In a payer-provider collaboration setting, risks are magnified because any
incurred risk transcends an organization’s own four walls, affecting other organizations,
patients, and subscribers. For example, if a workgroup proposes collecting copays
at the time of service, the provider may experience greater impact because hospital
staff must now explain the new process to patients and must be responsible for
cash collection. In addition, this process change has an effect on subscribers
that the payer will need to understand and address.

As part of project management, many teams maintain a log that tracks major
issues, assumptions, changes, and risks that impact payers and providers at
a program level. This helps project managers ease risk by identifying and mitigating
risk up-front (see Figure 4).

Figure 4. An Executive Scoreboard

Managing Deliverables

Depending upon a workgroup’s assignment, a deliverable might be a policy change
on either the payer or the provider side. Project management outlines the exact
requirements of a deliverable and how it impacts all players.

A process change is also a deliverable. Project management ensures that when
a process change occurs, all other parts of that process are changed accordingly.
For example, if a collaboration workgroup develops a new process to request
online precertification, the deliverable outlines the new process, how it will
be implemented, how the process will be communicated to staff, and how staff
will be trained to handle the new process. The deliverable must address both
the payer and the provider side of the process. Project management ensures that
all these items are addressed in the deliverable so that the process change
can be successfully launched through both organizations.

Maintenance and Ongoing Monitoring

Project management is ongoing. Once the framework is in place, project management
occurs during the rest of the project lifecycle. Along the way, project managers
periodically re-evaluate goals and progress and make the appropriate adjustments
to keep a collaboration project on track. Project management also delivers value
to both payers and providers by creating a template to manage future collaborative
efforts after the initial project is completed. Project management is an investment
in the mutual success of both payers and providers, since it communicates the
appropriate tools and techniques needed to maintain ongoing collaborative efforts.

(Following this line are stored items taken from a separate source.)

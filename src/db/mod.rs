pub mod schema;

use rusqlite::{params, Connection, OptionalExtension};
use std::path::Path;
use std::sync::{Mutex, MutexGuard};
use tracing::debug;

use crate::error::StoreResult;

/// Database connection shared by the cache store and the outbox.
///
/// Every mutation runs inside its own transaction while the lock is held, so a
/// reader never observes a half-applied write.
pub struct Database {
  conn: Mutex<Connection>,
}

impl Database {
  /// Open or create the database at `path`, optionally capped at `quota_bytes`.
  pub fn open(path: &Path, quota_bytes: Option<u64>) -> StoreResult<Self> {
    if let Some(parent) = path.parent() {
      if !parent.as_os_str().is_empty() {
        std::fs::create_dir_all(parent)?;
      }
    }

    let conn = Connection::open(path)?;
    debug!(path = %path.display(), "opened database");
    Self::init(conn, quota_bytes)
  }

  /// Open a private in-memory database.
  pub fn open_in_memory() -> StoreResult<Self> {
    Self::init(Connection::open_in_memory()?, None)
  }

  fn init(conn: Connection, quota_bytes: Option<u64>) -> StoreResult<Self> {
    conn.pragma_update(None, "journal_mode", "WAL").ok();
    conn.pragma_update(None, "synchronous", "FULL")?;

    let db = Self {
      conn: Mutex::new(conn),
    };
    db.run_migrations()?;
    if let Some(quota) = quota_bytes {
      db.set_quota(quota)?;
    }
    Ok(db)
  }

  /// Run database migrations
  fn run_migrations(&self) -> StoreResult<()> {
    self.conn()?.execute_batch(schema::SCHEMA)?;
    Ok(())
  }

  /// Cap the database size. Writes past the cap fail with `QuotaExceeded`.
  pub fn set_quota(&self, quota_bytes: u64) -> StoreResult<()> {
    let conn = self.conn()?;
    let page_size: i64 = conn.pragma_query_value(None, "page_size", |row| row.get(0))?;
    let max_pages = (quota_bytes as i64 / page_size).max(1);
    conn.pragma_update(None, "max_page_count", max_pages)?;
    debug!(quota_bytes, max_pages, "storage quota set");
    Ok(())
  }

  /// Lock the connection.
  pub fn conn(&self) -> StoreResult<MutexGuard<'_, Connection>> {
    Ok(self.conn.lock()?)
  }

  pub fn get_meta(&self, key: &str) -> StoreResult<Option<String>> {
    let conn = self.conn()?;
    let value = conn
      .query_row("SELECT value FROM meta WHERE key = ?", params![key], |row| {
        row.get(0)
      })
      .optional()?;
    Ok(value)
  }

  pub fn set_meta(&self, key: &str, value: &str) -> StoreResult<()> {
    self.conn()?.execute(
      "INSERT OR REPLACE INTO meta (key, value) VALUES (?, ?)",
      params![key, value],
    )?;
    Ok(())
  }

  /// Stable identifier of this device, generated on first use.
  pub fn device_id(&self) -> StoreResult<String> {
    if let Some(id) = self.get_meta("device_id")? {
      return Ok(id);
    }
    let id = uuid::Uuid::new_v4().to_string();
    self.set_meta("device_id", &id)?;
    Ok(id)
  }
}
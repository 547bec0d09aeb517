//! Subtitle offset module
//!
//! This module shifts the cue timings of a SubRip buffer:
//! - Locating `HH:MM:SS,mmm --> HH:MM:SS,mmm` ranges
//! - Parsing, shifting and formatting each timestamp
//! - Rebuilding the buffer with every other byte untouched

pub mod locator;
pub mod reassemble;
pub mod timestamp;

use std::borrow::Cow;

use crate::error::Result;
use crate::offset::Offset;

/// Apply `offset` to every cue timing in `input`.
///
/// A zero offset returns the input as is, without scanning it.
pub fn apply_offset<'a>(input: &'a [u8], offset: &Offset) -> Result<Cow<'a, [u8]>> {
    if offset.is_zero() {
        tracing::warn!("Offset is zero, file unmodified");
        return Ok(Cow::Borrowed(input));
    }

    let spans = locator::locate(input)?;
    tracing::debug!("Shifting {} cue(s) by {}", spans.len(), offset);

    let output = reassemble::reassemble(input, &spans, offset)?;
    Ok(Cow::Owned(output))
}
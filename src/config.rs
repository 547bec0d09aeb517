//! Runtime settings

use crate::offset::Offset;

/// Default log level when neither the command line nor a config file sets one
pub const DEFAULT_LOG_LEVEL: &str = "warn";

/// Settings resolved from the config file, before command line overrides
#[derive(Debug, Clone, PartialEq, Eq)]
pub struct Settings {
    /// Offset applied when `--offset` is not given
    pub offset: Offset,

    /// Log level (trace, debug, info, warn, error)
    pub log_level: String,
}

impl Default for Settings {
    fn default() -> Self {
        Self {
            offset: Offset::ZERO,
            log_level: DEFAULT_LOG_LEVEL.to_string(),
        }
    }
}

impl Settings {
    /// Default tracing filter directive for this crate.
    pub fn log_filter(&self) -> String {
        format!("srt_offset={}", self.log_level)
    }
}
//! SubRip offset tool
//!
//! Shifts every `HH:MM:SS,mmm --> HH:MM:SS,mmm` cue timing in a subtitle
//! file by a fixed offset and writes the adjusted file to stdout.

mod config;
mod config_file;
mod error;
mod offset;
mod runner;
mod subtitle;

#[cfg(test)]
mod integration;

use std::ffi::OsString;
use std::path::{Path, PathBuf};
use std::process::ExitCode;

use clap::Parser;
use tracing_subscriber::{layer::SubscriberExt, util::SubscriberInitExt};

use crate::config::Settings;
use crate::config_file::{generate_default_config, ConfigFile, DEFAULT_CONFIG_FILE};
use crate::error::{Result, ShiftError};
use crate::runner::Options;

/// Application version
const VERSION: &str = env!("CARGO_PKG_VERSION");

/// Application name
const APP_NAME: &str = "srt-offset";

#[derive(Parser, Debug)]
#[command(name = APP_NAME, author, version, about, long_about = None)]
struct Args {
    /// Offset to apply, e.g. 1.5s, -200ms or 1m2s
    #[arg(short, long, allow_hyphen_values = true)]
    offset: Option<String>,

    /// TOML configuration file (default: ./srt-offset.toml if present)
    #[arg(short, long)]
    config: Option<PathBuf>,

    /// Logging level (trace, debug, info, warn, error)
    #[arg(long)]
    log_level: Option<String>,

    /// Write a default configuration file to PATH and exit
    #[arg(long, value_name = "PATH")]
    write_config: Option<PathBuf>,

    /// Subtitle file to shift
    file: Option<PathBuf>,
}

fn main() -> ExitCode {
    ExitCode::from(cli(std::env::args_os()))
}

/// Parse `argv`, run, and return the process exit code.
fn cli<I, T>(argv: I) -> u8
where
    I: IntoIterator<Item = T>,
    T: Into<OsString> + Clone,
{
    let args = match Args::try_parse_from(argv) {
        Ok(args) => args,
        Err(e) => {
            // --help and --version land here too, on stdout
            let code = if e.use_stderr() { 1 } else { 0 };
            // Nowhere left to report a failure to print the usage message.
            e.print().ok();
            return code;
        }
    };

    match run_cli(args) {
        Ok(()) => 0,
        Err(e) => {
            eprintln!("{}: {}", APP_NAME, e);
            e.exit_code()
        }
    }
}

fn run_cli(args: Args) -> Result<()> {
    let (mut settings, fallback) = load_settings(args.config.as_deref())?;
    if let Some(level) = args.log_level {
        settings.log_level = level;
    }

    if let Some(offset) = &args.offset {
        settings.offset = offset.parse()?;
    }

    init_logging(&settings);
    tracing::debug!("{} v{} starting", APP_NAME, VERSION);
    if let Some(e) = fallback {
        tracing::warn!(
            "Failed to load config file {}: {}. Using defaults.",
            DEFAULT_CONFIG_FILE,
            e
        );
    }
    tracing::debug!("Settings: {:?}", settings);

    if let Some(path) = &args.write_config {
        generate_default_config(path)?;
        tracing::info!("Default configuration written to {}", path.display());
        return Ok(());
    }

    let options = Options {
        input: args.file,
        offset: settings.offset,
    };
    runner::run(&options, &mut std::io::stdout().lock())
}

/// Resolve settings from an explicit config path or the default file.
///
/// An explicit file must load. A broken default file is reported back
/// alongside the defaults so it can be logged once logging is up.
fn load_settings(explicit: Option<&Path>) -> Result<(Settings, Option<ShiftError>)> {
    if let Some(path) = explicit {
        return Ok((ConfigFile::from_file(path)?.into_settings()?, None));
    }

    let path = Path::new(DEFAULT_CONFIG_FILE);
    if !path.exists() {
        return Ok((Settings::default(), None));
    }
    match ConfigFile::from_file(path).and_then(ConfigFile::into_settings) {
        Ok(settings) => Ok((settings, None)),
        Err(e) => Ok((Settings::default(), Some(e))),
    }
}

/// Initialize logging with tracing, on stderr since stdout carries the output
fn init_logging(settings: &Settings) {
    tracing_subscriber::registry()
        .with(
            tracing_subscriber::EnvFilter::try_from_default_env()
                .unwrap_or_else(|_| settings.log_filter().into()),
        )
        .with(tracing_subscriber::fmt::layer().with_writer(std::io::stderr))
        // Already installed when cli() runs more than once in a process.
        .try_init()
        .ok();
}
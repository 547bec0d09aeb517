//! Configuration file support
//!
//! Loads default settings from TOML files.

use serde::{Deserialize, Serialize};
use std::path::Path;

use crate::config::{Settings, DEFAULT_LOG_LEVEL};
use crate::error::{Result, ShiftError};
use crate::offset::Offset;

/// Config file looked up in the working directory when `--config` is absent
pub const DEFAULT_CONFIG_FILE: &str = "srt-offset.toml";

/// Configuration file format
#[derive(Debug, Clone, Default, PartialEq, Serialize, Deserialize)]
pub struct ConfigFile {
    /// Default offset, in duration syntax (`1.5s`, `-200ms`)
    pub offset: Option<String>,
    /// Logging settings
    pub logging: Option<LoggingSettings>,
}

#[derive(Debug, Clone, PartialEq, Serialize, Deserialize)]
pub struct LoggingSettings {
    /// Log level (trace, debug, info, warn, error)
    pub level: String,
}

impl ConfigFile {
    /// Load configuration from a TOML file
    pub fn from_file<P: AsRef<Path>>(path: P) -> Result<Self> {
        let path = path.as_ref();
        let content = std::fs::read_to_string(path)
            .map_err(|e| ShiftError::Config(format!("{}: {}", path.display(), e)))?;
        toml::from_str(&content)
            .map_err(|e| ShiftError::Config(format!("{}: {}", path.display(), e)))
    }

    /// Save configuration to a TOML file
    pub fn to_file<P: AsRef<Path>>(&self, path: P) -> Result<()> {
        let content =
            toml::to_string_pretty(self).map_err(|e| ShiftError::Config(e.to_string()))?;
        std::fs::write(path.as_ref(), content)?;
        Ok(())
    }

    /// Generate default configuration
    pub fn default_config() -> Self {
        Self {
            offset: Some(Offset::ZERO.to_string()),
            logging: Some(LoggingSettings {
                level: DEFAULT_LOG_LEVEL.to_string(),
            }),
        }
    }

    /// Convert to Settings, validating the offset
    pub fn into_settings(self) -> Result<Settings> {
        let offset = match self.offset {
            Some(ref offset) => offset.parse()?,
            None => Offset::ZERO,
        };
        Ok(Settings {
            offset,
            log_level: self
                .logging
                .map(|l| l.level)
                .unwrap_or_else(|| DEFAULT_LOG_LEVEL.to_string()),
        })
    }
}

/// Generate default configuration file at the specified path
pub fn generate_default_config<P: AsRef<Path>>(path: P) -> Result<()> {
    ConfigFile::default_config().to_file(path)
}
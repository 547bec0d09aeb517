use crate::error::Result;
use crate::offset::Offset;

use super::locator::MatchSpan;
use super::timestamp::adjust;

/// Rebuild `input` with each located timestamp shifted by `offset`.
///
/// Bytes outside the spans are copied verbatim. Timestamps are fixed
/// width, so the output is always as long as the input.
pub fn reassemble(input: &[u8], spans: &[MatchSpan], offset: &Offset) -> Result<Vec<u8>> {
    let mut output = Vec::with_capacity(input.len());
    let mut last = 0;

    for span in spans {
        // Filler up to the start timestamp
        output.extend_from_slice(&input[last..span.start.start]);
        output.extend_from_slice(adjust(offset, &input[span.start.clone()])?.as_bytes());

        // Arrow between start and end
        output.extend_from_slice(&input[span.start.end..span.end.start]);
        output.extend_from_slice(adjust(offset, &input[span.end.clone()])?.as_bytes());

        last = span.end.end;
    }
    output.extend_from_slice(&input[last..]);

    debug_assert_eq!(output.len(), input.len());
    Ok(output)
}
//! End-to-end integration tests

use std::path::PathBuf;

use crate::error::ShiftError;
use crate::integration::fixtures::{self, subtitle_file};
use crate::offset::Offset;
use crate::runner::{run, Options};

fn shift(content: &[u8], offset: &str) -> (Result<(), ShiftError>, Vec<u8>) {
    let file = subtitle_file(content);
    let options = Options {
        input: Some(file.path().to_path_buf()),
        offset: offset.parse().unwrap(),
    };
    let mut out = Vec::new();
    let result = run(&options, &mut out);
    (result, out)
}

#[test]
fn test_shift_forward() {
    let (result, out) = shift(fixtures::CRLF_WITH_BOM, "1.5s");
    result.unwrap();
    assert_eq!(out, fixtures::CRLF_WITH_BOM_PLUS_1500MS);
}

#[test]
fn test_shift_backward_restores() {
    let (result, out) = shift(fixtures::CRLF_WITH_BOM_PLUS_1500MS, "-1500ms");
    result.unwrap();
    assert_eq!(out, fixtures::CRLF_WITH_BOM);
}

#[test]
fn test_output_length_matches_input() {
    let (result, out) = shift(fixtures::CRLF_WITH_BOM, "-1h2m3.456s");
    result.unwrap();
    assert_eq!(out.len(), fixtures::CRLF_WITH_BOM.len());
}

/// The tool prints the buffer it rebuilt, never the bytes it read.
#[test]
fn output_is_the_adjusted_buffer() {
    let (result, out) = shift(fixtures::CRLF_WITH_BOM, "1.5s");
    result.unwrap();
    assert_ne!(out, fixtures::CRLF_WITH_BOM);
    assert!(out
        .windows(29)
        .any(|w| w == b"00:00:02,500 --> 00:00:03,500"));
}

#[test]
fn test_zero_offset_passthrough() {
    let (result, out) = shift(fixtures::CRLF_WITH_BOM, "0");
    result.unwrap();
    assert_eq!(out, fixtures::CRLF_WITH_BOM);
}

#[test]
fn test_zero_offset_without_timestamps_succeeds() {
    let (result, out) = shift(fixtures::NO_TIMESTAMPS, "0s");
    result.unwrap();
    assert_eq!(out, fixtures::NO_TIMESTAMPS);
}

#[test]
fn test_no_timestamps() {
    let (result, out) = shift(fixtures::NO_TIMESTAMPS, "1s");
    let err = result.unwrap_err();
    assert!(matches!(err, ShiftError::NoTimestamps));
    assert_eq!(err.exit_code(), 2);
    assert!(out.is_empty());
}

#[test]
fn test_out_of_range_timestamp() {
    let (result, out) = shift(fixtures::OUT_OF_RANGE, "1s");
    let err = result.unwrap_err();
    assert!(matches!(err, ShiftError::InvalidTimestamp(ref t) if t == "00:75:00,000"));
    assert_eq!(err.exit_code(), 3);
    assert!(out.is_empty());
}

#[test]
fn test_missing_input() {
    let options = Options {
        input: None,
        offset: Offset::from_millis(100),
    };
    let mut out = Vec::new();
    let err = run(&options, &mut out).unwrap_err();
    assert!(matches!(err, ShiftError::MissingInput));
    assert_eq!(err.exit_code(), 1);
}

#[test]
fn test_unreadable_input() {
    let dir = tempfile::tempdir().unwrap();
    let options = Options {
        input: Some(dir.path().join("missing.srt")),
        offset: Offset::from_millis(100),
    };
    let mut out = Vec::new();
    let err = run(&options, &mut out).unwrap_err();
    let expected: PathBuf = dir.path().join("missing.srt");
    assert!(matches!(err, ShiftError::Read { ref path, .. } if *path == expected));
    assert_eq!(err.exit_code(), 1);
    assert!(out.is_empty());
}
//! Locates `HH:MM:SS,mmm --> HH:MM:SS,mmm` ranges in a raw buffer

use std::ops::Range;

use crate::error::{Result, ShiftError};

// helper.
macro_rules! regex {
    ($re:literal $(,)?) => {{
        static RE: std::sync::OnceLock<regex::bytes::Regex> = std::sync::OnceLock::new();
        RE.get_or_init(|| regex::bytes::Regex::new($re).unwrap())
    }};
}

/// Byte ranges of the two timestamps of one cue timing line.
#[derive(Debug, Clone, PartialEq, Eq)]
pub struct MatchSpan {
    pub start: Range<usize>,
    pub end: Range<usize>,
}

/// Find every timestamp range in `input`, in document order.
///
/// Matching is ASCII only and does not overlap. The arrow takes exactly one
/// tab, newline, form feed, carriage return or space on each side; vertical
/// tab is not accepted. A buffer without a single range is `NoTimestamps`.
pub fn locate(input: &[u8]) -> Result<Vec<MatchSpan>> {
    let re = regex!(r"(?-u)(\d{2}:\d{2}:\d{2},\d{3})[\t\n\f\r ]-->[\t\n\f\r ](\d{2}:\d{2}:\d{2},\d{3})");

    let spans: Vec<MatchSpan> = re
        .captures_iter(input)
        .filter_map(|caps| {
            Some(MatchSpan {
                start: caps.get(1)?.range(),
                end: caps.get(2)?.range(),
            })
        })
        .collect();

    if spans.is_empty() {
        return Err(ShiftError::NoTimestamps);
    }
    Ok(spans)
}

Project management provides an organizational framework for both payers and
providers to address mutual issues and communicate throughout a collaboration
project using a common language. Project management integrates performance improvement
measurements with traditional project monitoring and reporting to create a culture
of accountability that is critical to collaborative success. The role of project
management also involves identification and mitigation of risk to keep the project
progressing smoothly. In addition, deliverables management keeps all parties
accountable so that new policies and processes are accurately documented and
can be shared with other groups. Finally, project management is an ongoing process
and ensures that information sharing and problem solving between payers and
providers lives on beyond the initial collaboration project.